Sébastien Llinares : de Villa-Lobos à Hendrix !

Sébastien Llinares © Jean-Baptiste Millot

La guitare classique comme vecteur dans le contexte de la musique contemporaine, avec l’aimable autorisation de Jimi Hendrix…

Après hendquelques errances dans la pop et le rock et un premier amour pour la batterie, Sébastien Llinares s’est tourné vers la guitare classique et a découvert les mondes du jazz et de la musique ancienne. Sur son récent album « Fleeting Castles », il nous donne un aperçu de son parcours. En solo à la guitare acoustique, il relie avec grâce Jimi Hendrix à Heitor Villa-Lobos et Baden Powell à Leonard Cohen.

Entretien avec un musicien polyvalent, également producteur à Radio France pour une émission qui parle de guitares.

Avez-vous finalement choisi la guitare vous-même ou est-ce l’instrument qui vous a choisi ?
Sébastien Llinares : Au départ, je voulais être batteur et percussionniste mais, pour des raisons pratiques, ma mère m’a inscrit à un cours de guitare classique. J’ai été rapidement séduit et je n’ai jamais regardé en arrière depuis.

Entre-temps, avez-vous une préférence pour un modèle en particulier ou possédez-vous toute une collection ?
S.L. : Bien sûr, j’en ai plusieurs, mais certainement pas autant que certains amis qui sont de vrais collectionneurs (rires). Je choisis en fonction du répertoire. Lorsque j’ai commencé à étudier la musique ancienne, j’ai choisi un modèle qui se rapprochait le plus du son de l’époque. Par la suite, une série d’autres modèles ont suivi en fonction des occasions et des besoins.

Producteur

Comment écoutez-vous la musique : CD, vinyle ou numérique ? Je pose la question parce que vous êtes aussi producteur de radio et que la qualité du son doit quand même être importante.
S.L. : J’ai une collection limitée de disques vinyle.
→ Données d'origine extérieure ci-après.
//! Forwarding behaviour against healthy, failing, slow and missing targets.

use axum::http::StatusCode;
use request_baskets::config::ServiceConfig;
use std::time::{Duration, Instant};

mod common;

fn config() -> ServiceConfig {
    let mut config = ServiceConfig::default();
    config.forwarding.timeout_secs = 1;
    config
}

#[tokio::test]
async fn test_forward_relays_request_without_token() {
    let (target, received) = common::start_forward_target(StatusCode::OK, Duration::ZERO).await;
    let (addr, shutdown) = common::start_service(config()).await;
    let client = common::client();

    let token = common::create_basket(
        &client,
        addr,
        "relay",
        serde_json::json!({ "forwardUrl": format!("http://{}/hook?src=basket", target) }),
    )
    .await;

    let res = client
        .post(format!("http://{}/relay/events?id=7", addr))
        .header("Authorization", token.as_str())
        .header("X-Event", "created")
        .body("payload")
        .send()
        .await
        .unwrap();
    assert_eq!(res.status(), 200);

    let seen = common::wait_for(&received, 1, Duration::from_secs(3)).await;
    assert_eq!(seen.len(), 1, "target should receive one forward");
    let forwarded = &seen[0];
    assert_eq!(forwarded.method, "POST");
    assert_eq!(forwarded.uri, "/hook?src=basket&id=7");
    assert_eq!(forwarded.body, b"payload");
    assert_eq!(forwarded.headers.get("x-event").unwrap(), "created");
    assert!(forwarded.headers.get("authorization").is_none());

    shutdown.trigger();
}

#[tokio::test]
async fn test_forward_relays_binary_body_unchanged() {
    let (target, received) = common::start_forward_target(StatusCode::OK, Duration::ZERO).await;
    let (addr, shutdown) = common::start_service(config()).await;
    let client = common::client();

    let token = common::create_basket(
        &client,
        addr,
        "gzip",
        serde_json::json!({ "forwardUrl": format!("http://{}/hook", target) }),
    )
    .await;

    // Gzip magic followed by bytes that are not valid UTF-8.
    let payload: Vec<u8> = vec![0x1f, 0x8b, 0x08, 0x00, 0xff, 0xfe, 0x80, 0x00];
    let res = client
        .post(format!("http://{}/gzip", addr))
        .header("Content-Type", "application/octet-stream")
        .body(payload.clone())
        .send()
        .await
        .unwrap();
    assert_eq!(res.status(), 200);

    let seen = common::wait_for(&received, 1, Duration::from_secs(3)).await;
    assert_eq!(seen.len(), 1);
    assert_eq!(seen[0].body, payload);
    assert_eq!(seen[0].headers.get("content-length").unwrap(), "8");

    let res = client
        .get(format!("http://{}/baskets/gzip/requests", addr))
        .header("Authorization", token.as_str())
        .send()
        .await
        .unwrap();
    let page: serde_json::Value = res.json().await.unwrap();
    assert_eq!(page["requests"][0]["content_length"], 8);

    shutdown.trigger();
}

#[tokio::test]
async fn test_unreachable_forward_target_does_not_affect_capture() {
    let (addr, shutdown) = common::start_service(config()).await;
    let client = common::client();

    // Nothing listens on port 9 locally.
    let token = common::create_basket(
        &client,
        addr,
        "lost",
        serde_json::json!({ "forwardUrl": "http://127.0.0.1:9/hook" }),
    )
    .await;

    let res = client.get(format!("http://{}/lost/ping", addr)).send().await.unwrap();
    assert_eq!(res.status(), 200);

    let res = client
        .get(format!("http://{}/baskets/lost/requests", addr))
        .header("Authorization", token.as_str())
        .send()
        .await
        .unwrap();
    let page: serde_json::Value = res.json().await.unwrap();
    assert_eq!(page["count"], 1);
    assert_eq!(page["requests"][0]["path"], "/lost/ping");

    shutdown.trigger();
}

#[tokio::test]
async fn test_failing_target_is_contained() {
    let (target, received) =
        common::start_forward_target(StatusCode::INTERNAL_SERVER_ERROR, Duration::ZERO).await;
    let (addr, shutdown) = common::start_service(config()).await;
    let client = common::client();

    common::create_basket(
        &client,
        addr,
        "flaky",
        serde_json::json!({ "forwardUrl": format!("http://{}/", target) }),
    )
    .await;

    for _ in 0..3 {
        let res = client.put(format!("http://{}/flaky", addr)).body("x").send().await.unwrap();
        assert_eq!(res.status(), 200);
    }

    // Fire-once: three captures, three forwards, no retries.
    let seen = common::wait_for(&received, 3, Duration::from_secs(3)).await;
    tokio::time::sleep(Duration::from_millis(200)).await;
    assert_eq!(seen.len(), 3);
    assert_eq!(received.lock().unwrap().len(), 3);

    shutdown.trigger();
}

#[tokio::test]
async fn test_slow_target_does_not_stall_capture() {
    let (target, _received) =
        common::start_forward_target(StatusCode::OK, Duration::from_secs(10)).await;
    let (addr, shutdown) = common::start_service(config()).await;
    let client = common::client();

    let token = common::create_basket(
        &client,
        addr,
        "slow",
        serde_json::json!({ "forwardUrl": format!("http://{}/", target), "capacity": 50 }),
    )
    .await;

    let start = Instant::now();
    for i in 0..5 {
        let res = client
            .post(format!("http://{}/slow/{}", addr, i))
            .send()
            .await
            .unwrap();
        assert_eq!(res.status(), 200);
    }
    assert!(
        start.elapsed() < Duration::from_secs(2),
        "captures waited on forwarding: {:?}",
        start.elapsed()
    );

    let res = client
        .get(format!("http://{}/baskets/slow/requests", addr))
        .header("Authorization", token.as_str())
        .send()
        .await
        .unwrap();
    let page: serde_json::Value = res.json().await.unwrap();
    assert_eq!(page["count"], 5);

    shutdown.trigger();
}

#[tokio::test]
async fn test_deleted_basket_stops_capturing() {
    let (addr, shutdown) = common::start_service(config()).await;
    let client = common::client();
    let token = common::create_basket(&client, addr, "gone", serde_json::json!({})).await;

    let res = client
        .delete(format!("http://{}/baskets/gone", addr))
        .header("Authorization", token.as_str())
        .send()
        .await
        .unwrap();
    assert_eq!(res.status(), 204);

    let res = client.post(format!("http://{}/gone/hook", addr)).send().await.unwrap();
    assert_eq!(res.status(), 404);

    let res = client
        .get(format!("http://{}/baskets/gone", addr))
        .header("Authorization", token.as_str())
        .send()
        .await
        .unwrap();
    assert_eq!(res.status(), 404);

    shutdown.trigger();
}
Les CD me sont envoyés plus que régulièrement étant donné mon poste à la radio. En outre, j’écoute également des fichiers numériques, pour des raisons pratiques. En fait, j’ai commencé ma carrière musicale dans un magasin de disques spécialisé Harmonia Mundi. De ce fait, j’attachais une grande importance non seulement à la qualité du son, mais aussi aux textes de la pochette et à l’ensemble de la présentation d’un album. Après tout, j’appartiens encore à cette génération.

Sébastien Llinares © Jean-Baptiste Millot

Quelle est votre contribution en tant que producteur à l’émission « Guitares, Guitares » de Radio France ?
S.L. : Chaque émission est élaborée par mes soins, tout comme la playlist d’un concert. Il peut s’agir d’un thème particulier ou d’un artiste spécifique. Parfois, un certain nombre de nouveautés occupent la place centrale. J’ai vraiment carte blanche. Avant que naisse mon émission, la musique de guitare n’était quasiment pas couverte à Radio France. Nous en sommes à notre septième saison et j’ai beaucoup de retours positifs d’auditeurs qui viennent de découvrir le répertoire de la guitare classique. Et comme des styles comme entre autres le jazz et le flamenco sont également couverts, le spectre est colossal.

Fleeting castles

Avez-vous réécouté certaines versions des chansons de votre album ?
S.L. : Non (radical). Il y avait bien des versions que je connaissais parfaitement en tant que guitariste. J’en joue d’autres depuis des années, mais à chaque fois d’une manière différente. En outre, il y en a certaines que j’aurais aimé jouer en live et c’est pourquoi je les ai enregistrées pour « Fleeting Castles ». D’autres encore sont jouées avec une combinaison de guitare espagnole avec une guitare manouche et un violoncelle. Pour ces morceaux, j’ai écrit de nouveaux arrangements qui laissent l’espace nécessaire à l’improvisation.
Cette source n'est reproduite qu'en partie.